Im vergangenen Jahr erschienen die erstmals 1987 veröffentlichten Erinnerungen von Miep Gies anlässlich ihres 100. Geburtstags erneut in einer Taschenbuch-Ausgabe. Eine Geschichte "von ganz gewöhnlichen Menschen in außergewöhnlich dunklen Zeiten", wie sie schrieb.

Miep Gies:

Meine Zeit mit Anne Frank.

Fischer Taschenbuch Verlag, Frankfurt/M. 2009; 255 S., 9,95 €

Die Geschichte lässt die Schweiz nicht los, meint der Zürcher Jurist Stefan Schürer mit leisem Bedauern. Die medienwirksamen Debatten über die sogenannten "nachrichtenlosen Vermögen" in den Schweizer Banken und die Flüchtlingspolitik der Eidgenossen während des Zweiten Weltkriegs hatten dazu geführt, dass die Schatten der Vergangenheit auch die Schweiz einholten. Die Praxis des scheinbar heilbaren Vergessens und Verdrängens mobilisierte die Opfer. Die Folge war eine "Verrechtlichung der Vergangenheit": Die historische Auseinandersetzung habe sich von der gesellschaftlichen Sphäre in Parlamente und Gerichte verlagert, schreibt Stefan Schürer. Um der historischen Gerechtigkeit willen intervenierten Staat und Gerichte selbst in der Eidgenossenschaft immer öfter.

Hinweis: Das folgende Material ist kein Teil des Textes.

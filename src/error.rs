/*
 * ==========================================================================
 * PYCRAFT - Slash Commands, Real Expressions
 * ==========================================================================
 *
 * Author:   Sam Wilcox
 *
 * License:
 * This file is part of the PYCRAFT scripting language project.
 *
 * PYCRAFT is dual-licensed under the terms of:
 *   - The MIT license
 *   - The Apache License, Version 2.0
 *
 * You may choose either license to govern your use of this software.
 *
 * Unless required by applicable law or agreed to in writing, software
 * distributed under these licenses is distributed on an "AS IS" BASIS,
 * WITHOUT WARRANTIES OR CONDITIONS OF ANY KIND, either express or implied.
 *
 * ==========================================================================
 */

//! Error taxonomy for every stage of the PyCraft pipeline.
//!
//! Each stage owns one error struct carrying a stable code, the best line
//! number it knows about, and an optional help note. The crate-wide
//! [`Error`] enum wraps them for the driver.

use thiserror::Error;

use crate::lexer::token::Token;

/// Line used when a failure carries no location at all.
pub const FALLBACK_LINE: usize = 1;

/// A recoverable lexical problem. Scanning continues after one is recorded.
#[derive(Debug, Clone, PartialEq)]
pub struct LexError {
    /// Stable error code (`E_LEX`)
    pub code: &'static str,

    /// Human-readable message
    pub message: String,

    /// 1-based source line
    pub line: usize,
}

impl LexError {
    pub fn new(message: impl Into<String>, line: usize) -> Self {
        Self {
            code: "E_LEX",
            message: message.into(),
            line,
        }
    }
}

/// A syntax failure. One of these aborts the whole parse.
#[derive(Debug, Clone, PartialEq)]
pub struct ParseError {
    /// Stable error code (`E_PARSE`)
    pub code: &'static str,

    /// Human-readable message
    pub message: String,

    /// Line of the offending token
    pub line: usize,

    /// Source text of the offending token (empty at end of input)
    pub lexeme: String,

    /// Optional note / help text
    pub help: Option<String>,
}

impl ParseError {
    /// Builds a parse error pointing at `token`.
    pub fn at(token: &Token, message: impl Into<String>) -> Self {
        Self {
            code: "E_PARSE",
            message: message.into(),
            line: token.line,
            lexeme: token.lexeme.clone(),
            help: None,
        }
    }

    /// Attach a help message to the error (builder-style).
    pub fn with_help(mut self, help: impl Into<String>) -> Self {
        self.help = Some(help.into());
        self
    }
}

/// A failure raised while evaluating a parsed program.
///
/// Runtime errors never share a channel with `return`/`break`/`continue`;
/// those travel as [`crate::interpreter::ExecSignal`] values instead.
#[derive(Debug, Clone, PartialEq)]
pub struct RuntimeError {
    /// Stable error code (`E_RUNTIME`, `E_TYPE`, `E_REFERENCE`)
    pub code: &'static str,

    /// Human-readable message
    pub message: String,

    /// Originating line, when a token was available
    pub line: Option<usize>,

    /// Optional note / help text
    pub help: Option<String>,
}

impl RuntimeError {
    /// Generic constructor
    pub fn new(code: &'static str, message: impl Into<String>, line: Option<usize>) -> Self {
        Self {
            code,
            message: message.into(),
            line,
            help: None,
        }
    }

    /// Runtime error (during evaluation)
    pub fn runtime_error(message: impl Into<String>, token: &Token) -> Self {
        Self::new("E_RUNTIME", message, Some(token.line))
    }

    /// Type error (invalid operation / operand types)
    pub fn type_error(message: impl Into<String>, token: &Token) -> Self {
        Self::new("E_TYPE", message, Some(token.line))
    }

    /// Reference error (undefined variable)
    pub fn reference_error(message: impl Into<String>, token: &Token) -> Self {
        Self::new("E_REFERENCE", message, Some(token.line))
    }

    /// Attach a help message to the error (builder-style).
    pub fn with_help(mut self, help: impl Into<String>) -> Self {
        self.help = Some(help.into());
        self
    }

    /// Line used for reporting.
    pub fn report_line(&self) -> usize {
        self.line.unwrap_or(FALLBACK_LINE)
    }
}

/// Every failure the driver can surface, rendered as `[line n] message`.
#[derive(Debug, Clone, PartialEq, Error)]
pub enum Error {
    #[error("[line {}] {}", .0.line, .0.message)]
    Lex(LexError),

    #[error("[line {}] Error at '{}': {}", .0.line, .0.lexeme, .0.message)]
    Parse(ParseError),

    #[error("[line {}] {}", .0.report_line(), .0.message)]
    Runtime(RuntimeError),

    #[error("invalid configuration: {0}")]
    Config(String),
}

impl Error {
    /// Stable code of the wrapped error.
    pub fn code(&self) -> &'static str {
        match self {
            Error::Lex(e) => e.code,
            Error::Parse(e) => e.code,
            Error::Runtime(e) => e.code,
            Error::Config(_) => "E_CONFIG",
        }
    }

    /// Best-known line of the wrapped error.
    pub fn line(&self) -> usize {
        match self {
            Error::Lex(e) => e.line,
            Error::Parse(e) => e.line,
            Error::Runtime(e) => e.report_line(),
            Error::Config(_) => FALLBACK_LINE,
        }
    }
}

impl From<LexError> for Error {
    fn from(err: LexError) -> Self {
        Error::Lex(err)
    }
}

impl From<ParseError> for Error {
    fn from(err: ParseError) -> Self {
        Error::Parse(err)
    }
}

impl From<RuntimeError> for Error {
    fn from(err: RuntimeError) -> Self {
        Error::Runtime(err)
    }
}

impl From<serde_json::Error> for Error {
    fn from(err: serde_json::Error) -> Self {
        Error::Config(err.to_string())
    }
}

In einer gründlichen wissenschaftlichen Studie versucht der Autor die Kopplung von Geschichte und Recht nachzuweisen, um so das Verhältnis von Verfassung und historischer Gerechtigkeit aufzuarbeiten. Die Thesen des Schweizer Juristen, dass sich der Staat nicht zu einer "historischen Erziehungsanstalt" entwickeln sollte und dass die Darstellung der Vergangenheit keines Schutzes bedürfe, vermögen jedoch nicht zu überzeugen.

Stefan Schürer:

Die Verfassung im Zeichen historischer Gerechtigkeit.

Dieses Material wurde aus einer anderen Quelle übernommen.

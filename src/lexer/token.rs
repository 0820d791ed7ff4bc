/*
 * ==========================================================================
 * PYCRAFT - Slash Commands, Real Expressions
 * ==========================================================================
 *
 * Author:   Sam Wilcox
 *
 * License:
 * This file is part of the PYCRAFT scripting language project.
 *
 * PYCRAFT is dual-licensed under the terms of:
 *   - The MIT license
 *   - The Apache License, Version 2.0
 *
 * You may choose either license to govern your use of this software.
 *
 * Unless required by applicable law or agreed to in writing, software
 * distributed under these licenses is distributed on an "AS IS" BASIS,
 * WITHOUT WARRANTIES OR CONDITIONS OF ANY KIND, either express or implied.
 *
 * ==========================================================================
 */

use std::fmt;

/// A reserved PyCraft command or word.
///
/// Keywords are classified once by the lexer so the parser can dispatch on
/// the variant instead of on the command text.
#[derive(Debug, Clone, Copy, PartialEq, Eq)]
pub enum Keyword {
    /// `/say`
    Say,
    /// `/summon`
    Summon,
    /// `/set`
    Set,
    /// `/expr`
    Expr,
    /// `/execute` not followed by a recognised sub-command
    Execute,
    /// `/execute if`
    ExecuteIf,
    /// `/execute elif`
    ExecuteElif,
    /// `/execute else`
    ExecuteElse,
    /// `/execute while`
    ExecuteWhile,
    /// `/execute for`
    ExecuteFor,
    /// `/function`
    Function,
    /// `/return`
    Return,
    /// `/stop` (break)
    Stop,
    /// `/skip` (continue)
    Skip,
    /// `/kill` (terminate the program)
    Kill,
    Run,
    Else,
    Elif,
    Range,
    As,
    From,
    Const,
}

/// Represents the **category of a lexical token** in PyCraft.
///
/// # Compiler Pipeline Role
/// ```text
/// Source Code → Lexer → TokenKind → Parser → AST
/// ```
#[derive(Debug, Clone, Copy, PartialEq, Eq)]
pub enum TokenKind {
    /// A numeric literal, bare (`42`) or wrapped (`(42)`).
    Number,

    /// Text: a quoted string, a captured `/say` message, or `:`.
    String,

    /// A sigil-prefixed variable name such as `@score`.
    Identifier,

    /// A bare word (`int`, `print`, `hello`).
    ///
    /// Evaluates to the variable of the same name when one exists and to
    /// its own text otherwise.
    Word,

    /// A reserved command or word.
    Keyword(Keyword),

    /// An operator or punctuation, including the word operators
    /// `and`, `or`, `not`, `in`, `is`, `not in` and `is not`.
    Symbol,

    True,
    False,

    /// `nil` or `null`
    Nil,

    /// End-of-file marker, always the final token.
    Eof,
}

/// Parsed value carried by literal tokens.
#[derive(Debug, Clone, PartialEq)]
pub enum Literal {
    Number(f64),
    Text(String),
}

/// Represents a **single lexical token** produced by the PyCraft lexer.
///
/// # Example Tokens
/// ```text
/// /summon  →  { kind: Keyword(Summon), lexeme: "/summon", line: 1 }
/// @x       →  { kind: Identifier,      lexeme: "@x",      line: 1 }
/// (5)      →  { kind: Number,          lexeme: "(5)",     line: 1 }
/// ```
#[derive(Debug, Clone, PartialEq)]
pub struct Token {
    /// The classified category of the token.
    pub kind: TokenKind,

    /// The exact source text that produced this token.
    ///
    /// For strings this is the content between the quotes.
    pub lexeme: String,

    /// Parsed literal value for numbers and strings.
    pub literal: Option<Literal>,

    /// The 1-based line number where this token appeared.
    pub line: usize,
}

impl Token {
    pub fn new(kind: TokenKind, lexeme: impl Into<String>, line: usize) -> Self {
        Self {
            kind,
            lexeme: lexeme.into(),
            literal: None,
            line,
        }
    }

    pub fn with_literal(mut self, literal: Literal) -> Self {
        self.literal = Some(literal);
        self
    }

    /// True when this is the given operator or punctuation symbol.
    pub fn is_symbol(&self, symbol: &str) -> bool {
        self.kind == TokenKind::Symbol && self.lexeme == symbol
    }

    pub fn is_keyword(&self, keyword: Keyword) -> bool {
        self.kind == TokenKind::Keyword(keyword)
    }

    /// True for any keyword token.
    pub fn is_any_keyword(&self) -> bool {
        matches!(self.kind, TokenKind::Keyword(_))
    }
}

impl fmt::Display for Token {
    /// Prints **only the lexeme** so error messages show what the user wrote.
    fn fmt(&self, f: &mut fmt::Formatter<'_>) -> fmt::Result {
        write!(f, "{}", self.lexeme)
    }
}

Chronos Verlag, Zürich 2009; 469 S., 42 €

Mit dem neunten Band aus der Reihe "Der Ort des Terrors" schließen Wolfgang Benz und Barbara Distel ihre viel gelobte Gesamtdarstellung zur "Geschichte der nationalsozialistischen Konzentrationslager" ab. Nachdem der erste Band Überblicksdarstellungen zu Organisation und Strukturen der Konzentrationslager bot, stellten die folgenden Bände zwei bis acht sämtliche Konzentrationslager samt ihrer Außenlager in der Reihenfolge ihrer Entstehung dar. Der neunte Band widmet sich nun unterschiedlichen Lagertypen, die zwar nicht als Konzentrationslager im eigentlichen Sinne gelten, die sich aber hinsichtlich der Haftbedingungen, der Organisation und Bewachung kaum von einem KZ unterschieden.

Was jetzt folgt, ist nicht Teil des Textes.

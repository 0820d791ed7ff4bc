/*
 * ==========================================================================
 * PYCRAFT - Slash Commands, Real Expressions
 * ==========================================================================
 *
 * Author:   Sam Wilcox
 *
 * License:
 * This file is part of the PYCRAFT scripting language project.
 *
 * PYCRAFT is dual-licensed under the terms of:
 *   - The MIT license
 *   - The Apache License, Version 2.0
 *
 * You may choose either license to govern your use of this software.
 *
 * Unless required by applicable law or agreed to in writing, software
 * distributed under these licenses is distributed on an "AS IS" BASIS,
 * WITHOUT WARRANTIES OR CONDITIONS OF ANY KIND, either express or implied.
 *
 * ==========================================================================
 */

/// Character scanner:
/// - operators, wrapped numbers, strings
/// - `@` identifiers with a length cap
/// - slash commands and `/say` message capture
pub mod lexer;

/// Reserved command and word tables.
pub mod keywords;

/// Token and keyword definitions shared with the parser.
pub mod token;

#[cfg(test)]
mod tests;

use crate::error::LexError;
use lexer::Lexer;
use token::Token;

/// Scans `source` with the default identifier cap.
///
/// Lexing is best-effort: the token list is always usable (and always
/// ends in `Eof`), and every problem found along the way is returned next
/// to it.
pub fn tokenize(source: &str) -> (Vec<Token>, Vec<LexError>) {
    let mut lexer = Lexer::new(source);
    lexer.scan_tokens();
    (lexer.tokens, lexer.errors)
}

/// Scans `source` with a custom identifier cap.
pub fn tokenize_with_limit(source: &str, max_identifier_length: usize) -> (Vec<Token>, Vec<LexError>) {
    let mut lexer = Lexer::new(source).with_max_identifier_length(max_identifier_length);
    lexer.scan_tokens();
    (lexer.tokens, lexer.errors)
}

Der erste Teil des Bands liefert einen exemplarischen Überblick über die unterschiedlichen Lagertypen, die unter Bezeichnungen wie Arbeitserziehungslager, Zwangsarbeiterlager, Jugendschutzlager, Sonderlager, Zigeunerlager und Ghettos errichtet wurden. Der zweite Teil bietet einen Überblick über die regionale Verteilung dieser Lager in verschiedenen Ländern Europas unter NS-Herrschaft. Der dritte Teil beschäftigt sich mit ausgewählten einzelnen Lagern, die keinem dieser Lagertypen zuzuordnen sind.

Wolfgang Benz, Barbara Distel (Hg.):

Der Ort des Terrors. Geschichte der nationalsozialistischen Konzentra-tionslager. Band 9.